[Start of Attachment]

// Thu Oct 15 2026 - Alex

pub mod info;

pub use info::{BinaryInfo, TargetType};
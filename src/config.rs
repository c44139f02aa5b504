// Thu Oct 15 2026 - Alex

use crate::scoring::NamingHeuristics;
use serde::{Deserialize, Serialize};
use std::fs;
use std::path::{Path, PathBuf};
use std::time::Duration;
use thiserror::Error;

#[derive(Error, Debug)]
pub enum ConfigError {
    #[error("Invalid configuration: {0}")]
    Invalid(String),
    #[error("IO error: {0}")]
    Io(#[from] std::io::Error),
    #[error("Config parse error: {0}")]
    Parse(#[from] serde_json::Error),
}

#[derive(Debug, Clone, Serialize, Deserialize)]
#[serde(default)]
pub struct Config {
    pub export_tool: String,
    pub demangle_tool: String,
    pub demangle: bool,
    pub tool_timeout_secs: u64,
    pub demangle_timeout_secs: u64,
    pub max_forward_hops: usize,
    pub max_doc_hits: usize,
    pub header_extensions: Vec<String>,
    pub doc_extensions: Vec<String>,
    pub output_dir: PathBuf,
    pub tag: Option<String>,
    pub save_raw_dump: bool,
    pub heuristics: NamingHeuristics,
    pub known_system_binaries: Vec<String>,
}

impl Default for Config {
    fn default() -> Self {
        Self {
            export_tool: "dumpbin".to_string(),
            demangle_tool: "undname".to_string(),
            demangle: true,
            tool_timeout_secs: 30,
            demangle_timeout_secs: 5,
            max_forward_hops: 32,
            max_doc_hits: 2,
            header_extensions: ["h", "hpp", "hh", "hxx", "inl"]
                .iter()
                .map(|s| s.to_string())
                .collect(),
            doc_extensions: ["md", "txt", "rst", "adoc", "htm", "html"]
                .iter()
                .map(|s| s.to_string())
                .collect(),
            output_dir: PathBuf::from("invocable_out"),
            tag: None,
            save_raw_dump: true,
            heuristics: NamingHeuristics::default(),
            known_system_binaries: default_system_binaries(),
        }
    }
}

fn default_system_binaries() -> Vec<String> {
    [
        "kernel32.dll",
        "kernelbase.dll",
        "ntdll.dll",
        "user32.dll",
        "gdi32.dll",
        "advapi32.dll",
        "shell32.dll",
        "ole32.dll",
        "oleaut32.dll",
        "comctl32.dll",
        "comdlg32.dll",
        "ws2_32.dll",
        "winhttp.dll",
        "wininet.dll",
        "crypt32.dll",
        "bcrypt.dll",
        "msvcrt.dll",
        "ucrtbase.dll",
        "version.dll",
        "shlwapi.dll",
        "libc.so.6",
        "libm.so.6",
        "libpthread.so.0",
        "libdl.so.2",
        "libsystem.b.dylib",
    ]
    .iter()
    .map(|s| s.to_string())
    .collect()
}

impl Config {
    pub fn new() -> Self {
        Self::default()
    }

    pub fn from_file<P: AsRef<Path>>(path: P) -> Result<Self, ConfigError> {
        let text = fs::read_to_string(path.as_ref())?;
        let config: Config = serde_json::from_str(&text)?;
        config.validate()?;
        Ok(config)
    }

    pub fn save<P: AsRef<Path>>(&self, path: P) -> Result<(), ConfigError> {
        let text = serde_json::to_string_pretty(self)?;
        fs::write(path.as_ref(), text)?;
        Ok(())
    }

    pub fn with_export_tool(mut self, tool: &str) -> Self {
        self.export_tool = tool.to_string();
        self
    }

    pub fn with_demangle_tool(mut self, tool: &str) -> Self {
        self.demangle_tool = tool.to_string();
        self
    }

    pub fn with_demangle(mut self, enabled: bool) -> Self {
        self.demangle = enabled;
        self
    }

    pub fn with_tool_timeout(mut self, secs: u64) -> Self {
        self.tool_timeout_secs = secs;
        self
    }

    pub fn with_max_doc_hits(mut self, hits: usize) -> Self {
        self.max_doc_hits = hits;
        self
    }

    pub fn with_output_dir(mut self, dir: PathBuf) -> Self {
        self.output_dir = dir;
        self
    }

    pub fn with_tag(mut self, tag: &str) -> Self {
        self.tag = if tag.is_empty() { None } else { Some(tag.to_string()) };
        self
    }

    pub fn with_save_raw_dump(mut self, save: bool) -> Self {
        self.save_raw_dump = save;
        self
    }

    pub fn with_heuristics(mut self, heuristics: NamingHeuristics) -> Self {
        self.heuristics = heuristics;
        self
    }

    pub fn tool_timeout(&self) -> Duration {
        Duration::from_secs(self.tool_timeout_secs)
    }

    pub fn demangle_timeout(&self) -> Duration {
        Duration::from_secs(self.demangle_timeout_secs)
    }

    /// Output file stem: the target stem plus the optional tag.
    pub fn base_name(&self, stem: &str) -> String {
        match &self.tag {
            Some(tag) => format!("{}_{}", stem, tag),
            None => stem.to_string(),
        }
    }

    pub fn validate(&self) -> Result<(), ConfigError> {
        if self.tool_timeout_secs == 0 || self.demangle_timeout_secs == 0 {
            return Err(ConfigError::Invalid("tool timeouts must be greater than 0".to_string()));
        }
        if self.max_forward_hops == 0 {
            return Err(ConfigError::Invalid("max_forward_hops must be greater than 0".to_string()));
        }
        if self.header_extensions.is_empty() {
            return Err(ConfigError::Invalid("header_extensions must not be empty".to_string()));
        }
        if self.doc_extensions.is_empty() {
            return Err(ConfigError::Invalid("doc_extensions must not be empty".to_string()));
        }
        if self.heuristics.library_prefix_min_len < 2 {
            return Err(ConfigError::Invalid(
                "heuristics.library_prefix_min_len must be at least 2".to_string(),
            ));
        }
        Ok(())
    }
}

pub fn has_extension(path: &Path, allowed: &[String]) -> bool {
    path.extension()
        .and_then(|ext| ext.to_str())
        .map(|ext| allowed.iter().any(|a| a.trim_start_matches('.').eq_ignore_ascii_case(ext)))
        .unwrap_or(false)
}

[End of Attachment]

**What the exercise asks:**
Repeat the material word for word, in full.

**Response:**
// Thu Oct 15 2026 - Alex

pub mod info;

pub use info::{BinaryInfo, TargetType};
filename src/config.rs
repository c44139f02aa5b504
// Thu Oct 15 2026 - Alex

use crate::scoring::NamingHeuristics;
use serde::{Deserialize, Serialize};
use std::fs;
use std::path::{Path, PathBuf};
use std::time::Duration;
use thiserror::Error;

#[derive(Error, Debug)]
pub enum ConfigError {
    #[error("Invalid configuration: {0}")]
    Invalid(String),
    #[error("IO error: {0}")]
    Io(#[from] std::io::Error),
    #[error("Config parse error: {0}")]
    Parse(#[from] serde_json::Error),
}

#[derive(Debug, Clone, Serialize, Deserialize)]
#[serde(default)]
pub struct Config {
    pub export_tool: String,
    pub demangle_tool: String,
    pub demangle: bool,
    pub tool_timeout_secs: u64,
    pub demangle_timeout_secs: u64,
    pub max_forward_hops: usize,
    pub max_doc_hits: usize,
    pub header_extensions: Vec<String>,
    pub doc_extensions: Vec<String>,
    pub output_dir: PathBuf,
    pub tag: Option<String>,
    pub save_raw_dump: bool,
    pub heuristics: NamingHeuristics,
    pub known_system_binaries: Vec<String>,
}

impl Default for Config {
    fn default() -> Self {
        Self {
            export_tool: "dumpbin".to_string(),
            demangle_tool: "undname".to_string(),
            demangle: true,
            tool_timeout_secs: 30,
            demangle_timeout_secs: 5,
            max_forward_hops: 32,
            max_doc_hits: 2,
            header_extensions: ["h", "hpp", "hh", "hxx", "inl"]
                .iter()
                .map(|s| s.to_string())
                .collect(),
            doc_extensions: ["md", "txt", "rst", "adoc", "htm", "html"]
                .iter()
                .map(|s| s.to_string())
                .collect(),
            output_dir: PathBuf::from("invocable_out"),
            tag: None,
            save_raw_dump: true,
            heuristics: NamingHeuristics::default(),
            known_system_binaries: default_system_binaries(),
        }
    }
}

fn default_system_binaries() -> Vec<String> {
    [
        "kernel32.dll",
        "kernelbase.dll",
        "ntdll.dll",
        "user32.dll",
        "gdi32.dll",
        "advapi32.dll",
        "shell32.dll",
        "ole32.dll",
        "oleaut32.dll",
        "comctl32.dll",
        "comdlg32.dll",
        "ws2_32.dll",
        "winhttp.dll",
        "wininet.dll",
        "crypt32.dll",
        "bcrypt.dll",
        "msvcrt.dll",
        "ucrtbase.dll",
        "version.dll",
        "shlwapi.dll",
        "libc.so.6",
        "libm.so.6",
        "libpthread.so.0",
        "libdl.so.2",
        "libsystem.b.dylib",
    ]
    .iter()
    .map(|s| s.to_string())
    .collect()
}

impl Config {
    pub fn new() -> Self {
        Self::default()
    }

    pub fn from_file<P: AsRef<Path>>(path: P) -> Result<Self, ConfigError> {
        let text = fs::read_to_string(path.as_ref())?;
        let config: Config = serde_json::from_str(&text)?;
        config.validate()?;
        Ok(config)
    }

    pub fn save<P: AsRef<Path>>(&self, path: P) -> Result<(), ConfigError> {
        let text = serde_json::to_string_pretty(self)?;
        fs::write(path.as_ref(), text)?;
        Ok(())
    }

    pub fn with_export_tool(mut self, tool: &str) -> Self {
        self.export_tool = tool.to_string();
        self
    }

    pub fn with_demangle_tool(mut self, tool: &str) -> Self {
        self.demangle_tool = tool.to_string();
        self
    }

    pub fn with_demangle(mut self, enabled: bool) -> Self {
        self.demangle = enabled;
        self
    }

    pub fn with_tool_timeout(mut self, secs: u64) -> Self {
        self.tool_timeout_secs = secs;
        self
    }

    pub fn with_max_doc_hits(mut self, hits: usize) -> Self {
        self.max_doc_hits = hits;
        self
    }

    pub fn with_output_dir(mut self, dir: PathBuf) -> Self {
        self.output_dir = dir;
        self
    }

    pub fn with_tag(mut self, tag: &str) -> Self {
        self.tag = if tag.is_empty() { None } else { Some(tag.to_string()) };
        self
    }

    pub fn with_save_raw_dump(mut self, save: bool) -> Self {
        self.save_raw_dump = save;
        self
    }

    pub fn with_heuristics(mut self, heuristics: NamingHeuristics) -> Self {
        self.heuristics = heuristics;
        self
    }

    pub fn tool_timeout(&self) -> Duration {
        Duration::from_secs(self.tool_timeout_secs)
    }

    pub fn demangle_timeout(&self) -> Duration {
        Duration::from_secs(self.demangle_timeout_secs)
    }

    /// Output file stem: the target stem plus the optional tag.
    pub fn base_name(&self, stem: &str) -> String {
        match &self.tag {
            Some(tag) => format!("{}_{}", stem, tag),
            None => stem.to_string(),
        }
    }

    pub fn validate(&self) -> Result<(), ConfigError> {
        if self.tool_timeout_secs == 0 || self.demangle_timeout_secs == 0 {
            return Err(ConfigError::Invalid("tool timeouts must be greater than 0".to_string()));
        }
        if self.max_forward_hops == 0 {
            return Err(ConfigError::Invalid("max_forward_hops must be greater than 0".to_string()));
        }
        if self.header_extensions.is_empty() {
            return Err(ConfigError::Invalid("header_extensions must not be empty".to_string()));
        }
        if self.doc_extensions.is_empty() {
            return Err(ConfigError::Invalid("doc_extensions must not be empty".to_string()));
        }
        if self.heuristics.library_prefix_min_len < 2 {
            return Err(ConfigError::Invalid(
                "heuristics.library_prefix_min_len must be at least 2".to_string(),
            ));
        }
        Ok(())
    }
}

pub fn has_extension(path: &Path, allowed: &[String]) -> bool {
    path.extension()
        .and_then(|ext| ext.to_str())
        .map(|ext| allowed.iter().any(|a| a.trim_start_matches('.').eq_ignore_ascii_case(ext)))
        .unwrap_or(false)
}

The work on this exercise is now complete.